Task instructions: Every line below that has the word "TrendPeriod" counts once; report how many lines that makes, with no other words.

(Exercise input)

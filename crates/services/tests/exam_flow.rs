use std::sync::Arc;
use std::sync::atomic::{AtomicU64, Ordering};
use std::time::Duration;

use async_trait::async_trait;
use chrono::{DateTime, Utc};
use exam_core::model::{
    AnswerRecord, AttemptId, ExamType, HistoryAnswer, Question, QuestionId, ScoreSummary,
    Selection, SessionStatus, SubjectId, UserId,
};
use exam_core::report::{TrendGranularity, TrendPeriod};
use exam_core::settings::ExamSettings;
use exam_core::time::{fixed_clock, fixed_now};
use services::{
    AppServices, CountdownConfig, CountdownError, LiveUpdate, SessionError, ValidationError,
};
use storage::repository::{
    AttemptHeader, AttemptRepository, InMemoryRepository, IncompleteAttempt, Storage,
    StorageError, SubmitAck,
};
use tokio::sync::watch;
use tokio::time::sleep;

fn utme() -> ExamType {
    ExamType::new("utme").unwrap()
}

fn user() -> UserId {
    UserId::new("ada").unwrap()
}

fn question(id: u64, subject_id: u64, correct: usize) -> Question {
    let subject = if subject_id == 1 { "Mathematics" } else { "Physics" };
    Question::new(
        QuestionId::new(id),
        SubjectId::new(subject_id),
        subject,
        2020,
        utme(),
        format!("Question {id}"),
        vec!["a".into(), "b".into(), "c".into(), "d".into()],
        correct,
        None,
    )
    .unwrap()
}

fn selections() -> Vec<Selection> {
    vec![
        Selection::new(SubjectId::new(1), 2020),
        Selection::new(SubjectId::new(2), 2020),
    ]
}

async fn seeded(storage: &Storage, settings: ExamSettings) -> AppServices {
    let services =
        AppServices::from_storage(storage, fixed_clock(), settings, CountdownConfig::default());
    services
        .catalog()
        .import(&[
            question(1, 1, 1),
            question(2, 1, 1),
            question(3, 1, 2),
            question(4, 2, 0),
            question(5, 2, 3),
        ])
        .await
        .unwrap();
    services
}

#[tokio::test(start_paused = true)]
async fn answered_and_submitted_session_is_scored_per_subject() {
    let storage = Storage::in_memory();
    let services = seeded(&storage, ExamSettings::standard()).await;
    let attempts = services.attempts();

    let assembled = services
        .assembler()
        .assemble(user(), utme(), selections())
        .await
        .unwrap();
    let id = attempts.begin(assembled).await.unwrap();
    assert!(attempts.is_live(id));

    attempts.record_answer(id, QuestionId::new(1), 1).await.unwrap();
    attempts.record_answer(id, QuestionId::new(2), 0).await.unwrap();
    attempts.record_answer(id, QuestionId::new(4), 0).await.unwrap();

    let err = attempts
        .record_answer(id, QuestionId::new(3), 7)
        .await
        .unwrap_err();
    assert!(matches!(
        err,
        SessionError::Validation(ValidationError::OptionOutOfRange { options: 4, .. })
    ));

    let receipt = attempts.submit(id).await.unwrap();
    assert_eq!(receipt.status, SessionStatus::Submitted);
    let summaries = receipt.scoring.await.unwrap().unwrap();

    assert_eq!(summaries.len(), 2);
    assert_eq!(summaries[0].subject_id, SubjectId::new(1));
    assert_eq!((summaries[0].correct_count, summaries[0].total_questions), (1, 3));
    assert_eq!(summaries[0].percentage, 33);
    assert_eq!((summaries[1].correct_count, summaries[1].total_questions), (1, 2));
    assert_eq!(summaries[1].percentage, 50);

    assert!(!attempts.is_live(id));
    assert!(matches!(
        attempts.record_answer(id, QuestionId::new(3), 0).await,
        Err(SessionError::NotLive(_))
    ));

    let header = storage.attempts.get_attempt(id).await.unwrap();
    assert_eq!(header.status, SessionStatus::Scored);

    let overall = services.scoring().overall(id).await.unwrap().unwrap();
    assert_eq!((overall.correct_count, overall.total_questions), (2, 5));
    assert_eq!(overall.percentage, 40);

    let rollup = services.history().exam_rollup(&user()).await.unwrap();
    assert!(rollup.is_clean());
    assert_eq!(rollup.value.len(), 1);
    let row = &rollup.value[0];
    assert_eq!(row.attempt_id, id);
    assert_eq!(row.total_questions, 5);
    assert_eq!(row.correct_answers, 2);
    assert_eq!(row.distinct_subject_count, 2);

    let trend = services
        .history()
        .trend(&user(), TrendGranularity::Day)
        .await
        .unwrap();
    assert_eq!(trend.value.len(), 2);
    assert_eq!(trend.value[0].period, TrendPeriod::Day(fixed_now().date_naive()));
}

#[tokio::test(start_paused = true)]
async fn expired_session_is_scored_without_a_submit() {
    let storage = Storage::in_memory();
    let settings = ExamSettings::standard().with_budget(utme(), 3).unwrap();
    let services = seeded(&storage, settings).await;
    let attempts = services.attempts();

    let assembled = services
        .assembler()
        .assemble(user(), utme(), vec![Selection::new(SubjectId::new(1), 2020)])
        .await
        .unwrap();
    let id = attempts.begin(assembled).await.unwrap();
    attempts.record_answer(id, QuestionId::new(2), 1).await.unwrap();
    let mut updates = attempts.subscribe(id).unwrap();

    let done = updates
        .wait_for(|u| matches!(u, LiveUpdate::Scored(_) | LiveUpdate::ScoringFailed(_)))
        .await
        .unwrap()
        .clone();
    let LiveUpdate::Scored(summaries) = done else {
        panic!("scoring failed: {done:?}");
    };
    assert_eq!(summaries.len(), 1);
    assert_eq!((summaries[0].correct_count, summaries[0].total_questions), (1, 3));

    assert!(!attempts.is_live(id));
    let header = storage.attempts.get_attempt(id).await.unwrap();
    assert_eq!(header.status, SessionStatus::Scored);
    assert_eq!(header.remaining_secs, 0);
}
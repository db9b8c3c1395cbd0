use chrono::{DateTime, NaiveDate, Utc};
use serde::{Deserialize, Serialize};

use crate::model::exam::ExamType;
use crate::model::ids::{AttemptId, QuestionId, SubjectId};

/// One historical answer row with the question metadata embedded.
///
/// Correctness is always recomputed from `selected_option` and
/// `correct_option`; stores never hand back a precomputed flag.
#[derive(Debug, Clone, PartialEq, Eq, Serialize, Deserialize)]
pub struct HistoryAnswer {
    pub attempt_id: AttemptId,
    pub question_id: QuestionId,
    pub subject_id: SubjectId,
    pub subject: String,
    pub year: u16,
    pub exam_type: ExamType,
    pub selected_option: Option<usize>,
    pub correct_option: usize,
    pub option_count: usize,
    pub attempt_started_at: DateTime<Utc>,
    pub answered_at: Option<DateTime<Utc>>,
}

/// One summarized row per historical attempt.
#[derive(Debug, Clone, PartialEq, Eq, Serialize, Deserialize)]
pub struct ExamRollupRow {
    pub attempt_id: AttemptId,
    pub date: NaiveDate,
    pub exam_type: ExamType,
    pub distinct_subject_count: usize,
    pub total_questions: u32,
    pub correct_answers: u32,
    pub percentage: u8,
}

(End Exercise input)

Result of this exercise: 2